VocabBoost lets you easily create clozes. I’m adding it to The Best Tools For Creating Clozes (Gap-Fills).
Felt looks like an interesting new tool for online mapmaking. I’m adding it to The Best Map-Making Sites On The Web.
Carrd is an easy way to make a simple website. I’m adding it to The Best Ways For Students Or Teachers To Create A Website.
Text Chat Animator lets you create a video of an ongoing text chat that you, or students, can use in a video. I’m adding it to The Best Tools For Creating Fake “Stuff” For Learning.
I learned about Org.Pad from Jindřich Zdráhal. It’s like Padlet. I’m adding it to The Best Online Virtual “Corkboards” (or “Bulletin Boards”) .
Google unveiled a new Google Arts and Culture site called Manga Out Of The Box. Not only does it have a zillion multimedia features where you can learn about manga, but it also has a feature that allows you to create manga figures with the help of Artificial Intelligence. As any teacher knows, Manga is hugely popular among many students, so we teachers should be able to use this site for a variety of potential lessons and activities.
Facebook has created an online tool called Sketch Canvas that lets you upload of a simple drawing, and then it will animated it. I’m adding it to The Best Ways For Students To Create Online Animations.
“Listikle is a web application that is designed to quickly create visually attractive list-based pages.”
Grafico is a new tool for creating infographics. I’m adding it to The Best Resources For Creating Infographics.
Phideo lets you easily create slideshows with music, and it’s free. You can read more about it at Richard Byrne’s blog. Adobe Creative Express, previously called Adobe Spark, will still be my “go-to” tool for this kind of project, but I’m still adding Phideo it to The Best Ways To Create Online Slideshows.
I, like many grandparents, made up stories to tell my grandchildren. At the time, I didn’t think of turning them into books for them to read. Now, though, I have younger grandkids again, and decided it would be nice to turn my stories into paper books for them to read (as well as reading them aloud to them).
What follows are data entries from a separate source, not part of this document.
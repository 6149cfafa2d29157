use thiserror::Error;
use weft_graph::GraphError;
use weft_refs::RefError;
use weft_types::{ErrorKind, PostId, TypeError, UserPub};

/// Errors from post lifecycle operations.
#[derive(Debug, Error)]
pub enum PostError {
    #[error("post text is empty")]
    EmptyText,

    #[error("no authenticated identity")]
    NotAuthenticated,

    #[error("post not found: {0}")]
    NotFound(PostId),

    #[error("{user} is not the author of {post}")]
    PermissionDenied { post: PostId, user: UserPub },

    #[error(transparent)]
    Type(#[from] TypeError),

    #[error(transparent)]
    Refs(#[from] RefError),

    #[error(transparent)]
    Graph(#[from] GraphError),
}

impl PostError {
    pub fn kind(&self) -> ErrorKind {
        match self {
            Self::EmptyText | Self::Type(_) => ErrorKind::Validation,
            Self::NotAuthenticated => ErrorKind::NotAuthenticated,
            Self::NotFound(_) => ErrorKind::NotFound,
            Self::PermissionDenied { .. } => ErrorKind::PermissionDenied,
            Self::Refs(e) => e.kind(),
            Self::Graph(e) => e.kind(),
        }
    }
}

pub type PostResult<T> = std::result::Result<T, PostError>;
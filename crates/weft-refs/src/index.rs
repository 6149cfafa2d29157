use std::collections::HashSet;
use std::sync::Arc;
use std::time::Duration;

use serde_json::Value;
use tokio::sync::mpsc;
use tracing::{debug, warn};
use weft_graph::{GraphStore, SubscriptionHandle};
use weft_types::{layout, PostId};

use crate::edge::{Edge, EdgeKind, Found};
use crate::error::{RefError, RefResult};

/// Tuning for the reference index.
#[derive(Clone, Debug)]
pub struct IndexConfig {
    /// How long a read waits before treating silence as absence.
    pub wait: Duration,
    /// Re-issue missing edge halves when a read notices them.
    pub read_repair: bool,
}

impl Default for IndexConfig {
    fn default() -> Self {
        Self {
            wait: Duration::from_millis(4000),
            read_repair: true,
        }
    }
}

/// Writes and walks bidirectional edges over a [`GraphStore`].
///
/// Cloning is cheap; clones share the store.
#[derive(Clone)]
pub struct ReferenceIndex {
    pub(crate) graph: Arc<dyn GraphStore>,
    pub(crate) config: IndexConfig,
}

impl ReferenceIndex {
    pub fn new(graph: Arc<dyn GraphStore>, config: IndexConfig) -> Self {
        Self { graph, config }
    }

    pub fn config(&self) -> &IndexConfig {
        &self.config
    }

    /// Write both halves of `edge`.
    ///
    /// The halves are independent writes. If the second one fails the first
    /// stays in place and the error is returned; a later read repairs it.
    pub async fn link(&self, edge: &Edge) -> RefResult<()> {
        self.graph
            .put(&edge.forward_path(), edge.forward_value()?)
            .await?;
        if let Err(e) = self
            .graph
            .put(&edge.backward_path(), edge.backward_value()?)
            .await
        {
            warn!(%edge, error = %e, "back-edge write failed, left one-sided");
            return Err(e.into());
        }
        if let Edge::Tagging { tag, .. } = edge {
            self.graph
                .put(&layout::tag_name(&tag.slug), Value::String(tag.name.clone()))
                .await?;
        }
        debug!(%edge, "linked");
        Ok(())
    }

    /// Tombstone both halves of `edge`.
    pub async fn unlink(&self, edge: &Edge) -> RefResult<()> {
        self.graph.remove(&edge.forward_path()).await?;
        if let Err(e) = self.graph.remove(&edge.backward_path()).await {
            warn!(%edge, error = %e, "back-edge removal failed, left one-sided");
            return Err(e.into());
        }
        debug!(%edge, "unlinked");
        Ok(())
    }

    /// Walk `kind` from `anchor`, calling `on_found` once per distinct target.
    ///
    /// Targets already stored are delivered first (a user's posts oldest
    /// first), then live arrivals. Tombstones are skipped. With read-repair
    /// on, a backward walk also derives its edges from the payload: targets
    /// the index lost are delivered, and every edge of a live post gets its
    /// missing halves re-issued, forward ones included. The walk runs until
    /// the returned handle is cancelled or dropped.
    pub fn traverse<F>(
        &self,
        kind: EdgeKind,
        anchor: &str,
        on_found: F,
    ) -> RefResult<SubscriptionHandle>
    where
        F: FnMut(Found) + Send + 'static,
    {
        check_anchor(anchor)?;
        let node = kind.node(anchor);
        // Subscribe before the snapshot so nothing written in between is missed.
        let mut sub = self.graph.on(&node)?;
        let index = self.clone();
        let anchor = anchor.to_string();

        let task = tokio::spawn(async move {
            let mut sink = Dedupe::new(on_found);
            match index.graph.children(&node).await {
                Ok(children) => {
                    for (key, value) in kind.order(children) {
                        sink.offer(kind, key, value);
                    }
                }
                Err(e) => warn!(node = %node, error = %e, "traversal snapshot failed"),
            }
            if kind.is_backward() && index.config.read_repair {
                match index.repaired(kind, &anchor).await {
                    Ok(found) => found.into_iter().for_each(|f| sink.deliver(f)),
                    Err(e) => debug!(node = %node, error = %e, "traversal repair failed"),
                }
            }
            while let Some(update) = sub.next().await {
                if let Some(value) = update.value {
                    sink.offer(kind, update.key, value);
                }
            }
        });
        Ok(SubscriptionHandle::new(task))
    }

    /// Like [`traverse`](Self::traverse), but delivers into a channel.
    pub fn traverse_stream(
        &self,
        kind: EdgeKind,
        anchor: &str,
    ) -> RefResult<(mpsc::UnboundedReceiver<Found>, SubscriptionHandle)> {
        let (tx, rx) = mpsc::unbounded_channel();
        let handle = self.traverse(kind, anchor, move |found| {
            let _ = tx.send(found);
        })?;
        Ok((rx, handle))
    }

    /// Derive the targets of a backward walk from the payload, healing the
    /// post's edges on the way.
    ///
    /// Author and parent come from the payload whether or not the post is
    /// live. Tags only do for a live post; a deleted post has none.
    async fn repaired(&self, kind: EdgeKind, anchor: &str) -> RefResult<Vec<Found>> {
        let post = PostId::from_hex(anchor)?;
        let Some(payload) = self.payload(&post).await? else {
            return Ok(Vec::new());
        };
        let live = self.is_live(&post).await?;
        if live {
            self.heal_post(&payload).await?;
        }
        let found = match kind {
            EdgeKind::PostAuthor => vec![hex_found(payload.author_pub.to_hex())],
            EdgeKind::ReplyParent => payload
                .reply_to
                .map(|parent| hex_found(parent.to_hex()))
                .into_iter()
                .collect(),
            EdgeKind::PostTags if live => payload
                .tags()
                .into_iter()
                .filter_map(|tag| {
                    let value = serde_json::to_value(&tag).ok()?;
                    Some(Found {
                        target: tag.slug.to_string(),
                        value,
                    })
                })
                .collect(),
            _ => Vec::new(),
        };
        Ok(found)
    }
}

impl std::fmt::Debug for ReferenceIndex {
    fn fmt(&self, f: &mut std::fmt::Formatter<'_>) -> std::fmt::Result {
        f.debug_struct("ReferenceIndex")
            .field("config", &self.config)
            .finish_non_exhaustive()
    }
}

fn hex_found(hex: String) -> Found {
    Found {
        value: Value::String(hex.clone()),
        target: hex,
    }
}

/// Anchors become a single path segment.
fn check_anchor(anchor: &str) -> RefResult<()> {
    let reason = if anchor.is_empty() {
        "empty"
    } else if anchor.contains('/') {
        "contains a path separator"
    } else {
        return Ok(());
    };
    Err(RefError::InvalidAnchor {
        anchor: anchor.to_string(),
        reason: reason.to_string(),
    })
}

/// Delivers each target at most once.
struct Dedupe<F> {
    seen: HashSet<String>,
    sink: F,
}

impl<F: FnMut(Found)> Dedupe<F> {
    fn new(sink: F) -> Self {
        Self {
            seen: HashSet::new(),
            sink,
        }
    }

    fn offer(&mut self, kind: EdgeKind, key: String, value: Value) {
        if let Some(found) = kind.found(key, value) {
            self.deliver(found);
        }
    }

    fn deliver(&mut self, found: Found) {
        if self.seen.insert(found.target.clone()) {
            (self.sink)(found);
        }
    }
}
I figured there had to be some super-easy online tools out there that enable people to quickly turn their stories into children’s books. And, I was right! BookBildr lets you do it with their collection of ready-made illustrations, and you can get a 24 page physical book for under $18. It also has a section for educators. There are probably better tools, however, if you just want your students to create online books.
Google unveiled a new tool called Aloud. If you create a video in one language, you just upload the text narration and Aloud will “dub” your video in one of several languages (and they plan on adding more). So, according to Google, it would be simple for a teacher who creates their own videos in English to make others dubbed in the home language of ELL students. Just as many content teachers, including me, use tools at The Best Multilingual & Bilingual Sites For Math, Social Studies, & Science to use a version of the Preview/View/Review bilingual education model (Introduce the lesson in the home language, do the lesson in English, review it in the home language), it would be possible for content teachers to ask ELLs to watch the dubbed version, then the English version, and then do other follow-up activities in English. For example, that’s what I do with Brainpop now – students watch the Spanish-language version, then the English one, and then do the assessments and interactive exercises in English. Providing students with that kind of prior knowledge enhances their ability to understand the content, and to learn and understand English. It can also be useful for creating videos for parents. Unfortunately, it’s still available to everybody – you have to request early access.